Exercise material:

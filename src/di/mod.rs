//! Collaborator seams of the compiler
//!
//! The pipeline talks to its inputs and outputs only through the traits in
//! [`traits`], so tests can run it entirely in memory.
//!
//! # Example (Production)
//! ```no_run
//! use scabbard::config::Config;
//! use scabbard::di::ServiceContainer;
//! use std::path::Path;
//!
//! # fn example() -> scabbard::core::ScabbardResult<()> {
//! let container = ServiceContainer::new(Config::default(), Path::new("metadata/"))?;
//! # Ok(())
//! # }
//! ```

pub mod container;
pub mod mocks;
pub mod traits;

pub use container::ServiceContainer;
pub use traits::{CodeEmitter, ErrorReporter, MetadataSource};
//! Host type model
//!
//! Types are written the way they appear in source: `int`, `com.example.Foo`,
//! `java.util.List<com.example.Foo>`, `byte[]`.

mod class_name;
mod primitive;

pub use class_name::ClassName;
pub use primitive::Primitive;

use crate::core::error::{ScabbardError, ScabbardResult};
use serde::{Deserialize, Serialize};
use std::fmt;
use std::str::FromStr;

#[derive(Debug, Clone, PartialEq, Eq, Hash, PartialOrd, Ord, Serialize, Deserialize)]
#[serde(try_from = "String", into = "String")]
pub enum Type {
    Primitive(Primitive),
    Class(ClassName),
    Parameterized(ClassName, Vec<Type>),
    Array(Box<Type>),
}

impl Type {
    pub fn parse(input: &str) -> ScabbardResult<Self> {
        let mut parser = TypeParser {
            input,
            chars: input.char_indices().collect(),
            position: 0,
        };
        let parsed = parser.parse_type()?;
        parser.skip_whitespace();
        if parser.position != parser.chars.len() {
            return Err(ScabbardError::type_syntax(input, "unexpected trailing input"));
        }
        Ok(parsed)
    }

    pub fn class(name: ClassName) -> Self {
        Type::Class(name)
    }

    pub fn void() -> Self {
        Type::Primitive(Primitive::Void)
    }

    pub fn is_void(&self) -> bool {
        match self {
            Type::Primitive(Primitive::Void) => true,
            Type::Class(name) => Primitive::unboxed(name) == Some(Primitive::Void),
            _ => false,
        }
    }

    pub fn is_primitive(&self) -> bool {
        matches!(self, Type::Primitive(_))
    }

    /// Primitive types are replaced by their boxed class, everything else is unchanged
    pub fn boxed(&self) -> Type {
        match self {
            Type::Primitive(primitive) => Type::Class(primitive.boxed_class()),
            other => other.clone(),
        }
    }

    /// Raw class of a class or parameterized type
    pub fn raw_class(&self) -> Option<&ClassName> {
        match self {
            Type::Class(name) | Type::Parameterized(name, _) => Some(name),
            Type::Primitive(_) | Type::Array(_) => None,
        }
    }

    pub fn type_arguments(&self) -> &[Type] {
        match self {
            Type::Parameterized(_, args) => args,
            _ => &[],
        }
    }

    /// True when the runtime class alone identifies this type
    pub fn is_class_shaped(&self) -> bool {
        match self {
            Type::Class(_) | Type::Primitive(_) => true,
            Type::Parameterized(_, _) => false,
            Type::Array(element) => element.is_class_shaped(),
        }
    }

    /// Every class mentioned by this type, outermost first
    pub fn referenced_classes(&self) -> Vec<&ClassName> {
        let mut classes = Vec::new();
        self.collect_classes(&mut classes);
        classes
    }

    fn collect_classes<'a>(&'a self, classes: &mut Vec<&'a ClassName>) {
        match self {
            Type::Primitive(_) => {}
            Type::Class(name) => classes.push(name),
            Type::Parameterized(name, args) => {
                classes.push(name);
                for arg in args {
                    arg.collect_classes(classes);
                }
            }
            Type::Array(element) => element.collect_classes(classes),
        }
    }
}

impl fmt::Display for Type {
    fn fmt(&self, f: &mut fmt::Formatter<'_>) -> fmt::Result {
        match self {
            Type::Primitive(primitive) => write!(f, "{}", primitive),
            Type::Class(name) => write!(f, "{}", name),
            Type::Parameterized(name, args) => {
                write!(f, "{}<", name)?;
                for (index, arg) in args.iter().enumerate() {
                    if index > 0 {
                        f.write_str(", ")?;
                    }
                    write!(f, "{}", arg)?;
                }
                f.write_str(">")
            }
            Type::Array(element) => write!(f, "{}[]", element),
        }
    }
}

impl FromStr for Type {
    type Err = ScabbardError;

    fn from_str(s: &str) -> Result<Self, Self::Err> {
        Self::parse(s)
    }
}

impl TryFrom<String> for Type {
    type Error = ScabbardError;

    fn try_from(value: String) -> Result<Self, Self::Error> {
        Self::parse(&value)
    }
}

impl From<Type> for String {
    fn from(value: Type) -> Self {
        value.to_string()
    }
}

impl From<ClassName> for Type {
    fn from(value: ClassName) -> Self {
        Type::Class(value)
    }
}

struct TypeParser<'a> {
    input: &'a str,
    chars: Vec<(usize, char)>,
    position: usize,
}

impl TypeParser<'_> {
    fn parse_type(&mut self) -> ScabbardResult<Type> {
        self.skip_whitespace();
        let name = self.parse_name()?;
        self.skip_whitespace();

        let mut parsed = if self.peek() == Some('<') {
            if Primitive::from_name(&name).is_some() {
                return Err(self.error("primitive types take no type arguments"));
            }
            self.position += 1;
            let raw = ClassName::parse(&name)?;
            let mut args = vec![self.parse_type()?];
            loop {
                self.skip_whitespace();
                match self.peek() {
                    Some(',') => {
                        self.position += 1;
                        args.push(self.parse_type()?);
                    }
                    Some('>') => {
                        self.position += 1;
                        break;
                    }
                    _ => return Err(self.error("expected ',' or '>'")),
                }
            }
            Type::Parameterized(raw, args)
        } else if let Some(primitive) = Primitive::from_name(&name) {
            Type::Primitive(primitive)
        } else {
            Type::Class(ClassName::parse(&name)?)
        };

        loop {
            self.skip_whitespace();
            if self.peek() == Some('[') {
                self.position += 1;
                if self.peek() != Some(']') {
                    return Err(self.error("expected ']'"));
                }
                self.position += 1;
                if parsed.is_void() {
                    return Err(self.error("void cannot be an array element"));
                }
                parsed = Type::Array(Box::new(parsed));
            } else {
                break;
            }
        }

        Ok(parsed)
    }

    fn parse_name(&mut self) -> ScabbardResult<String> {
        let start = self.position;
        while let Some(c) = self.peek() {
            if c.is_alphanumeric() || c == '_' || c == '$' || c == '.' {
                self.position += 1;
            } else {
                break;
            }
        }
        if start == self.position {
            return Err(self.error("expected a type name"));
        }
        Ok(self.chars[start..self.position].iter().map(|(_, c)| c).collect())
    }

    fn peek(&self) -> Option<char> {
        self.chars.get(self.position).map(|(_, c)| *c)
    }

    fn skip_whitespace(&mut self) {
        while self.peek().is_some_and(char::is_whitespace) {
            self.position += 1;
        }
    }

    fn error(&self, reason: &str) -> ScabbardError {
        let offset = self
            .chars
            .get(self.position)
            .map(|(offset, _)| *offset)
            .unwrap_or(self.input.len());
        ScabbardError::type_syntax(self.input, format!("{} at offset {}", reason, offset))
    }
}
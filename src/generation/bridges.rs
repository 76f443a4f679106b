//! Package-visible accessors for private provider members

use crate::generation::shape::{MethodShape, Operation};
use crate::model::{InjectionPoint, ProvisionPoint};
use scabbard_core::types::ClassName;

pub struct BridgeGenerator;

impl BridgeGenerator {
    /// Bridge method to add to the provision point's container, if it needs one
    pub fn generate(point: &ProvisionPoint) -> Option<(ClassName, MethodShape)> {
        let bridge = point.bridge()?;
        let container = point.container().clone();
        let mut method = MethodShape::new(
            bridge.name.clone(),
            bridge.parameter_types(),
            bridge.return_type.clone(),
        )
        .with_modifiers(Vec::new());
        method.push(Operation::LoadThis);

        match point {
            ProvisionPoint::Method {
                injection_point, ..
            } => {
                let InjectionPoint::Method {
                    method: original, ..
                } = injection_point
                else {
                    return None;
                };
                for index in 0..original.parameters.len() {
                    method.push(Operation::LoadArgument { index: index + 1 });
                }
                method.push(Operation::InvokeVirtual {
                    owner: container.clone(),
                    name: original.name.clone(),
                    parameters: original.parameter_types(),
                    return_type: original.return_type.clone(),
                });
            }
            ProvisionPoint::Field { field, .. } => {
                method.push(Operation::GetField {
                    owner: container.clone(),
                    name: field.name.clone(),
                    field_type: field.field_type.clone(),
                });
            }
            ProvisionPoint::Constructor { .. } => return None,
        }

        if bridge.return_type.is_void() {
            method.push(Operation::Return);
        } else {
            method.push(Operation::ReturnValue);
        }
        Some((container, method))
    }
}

Aim of the exercise: Every line above that contains the word "else" should be reported.

Task output:
    /// Primitive types are replaced by their boxed class, everything else is unchanged
        } else if let Some(primitive) = Primitive::from_name(&name) {
        } else {
            } else {
            } else {
                else {
        } else {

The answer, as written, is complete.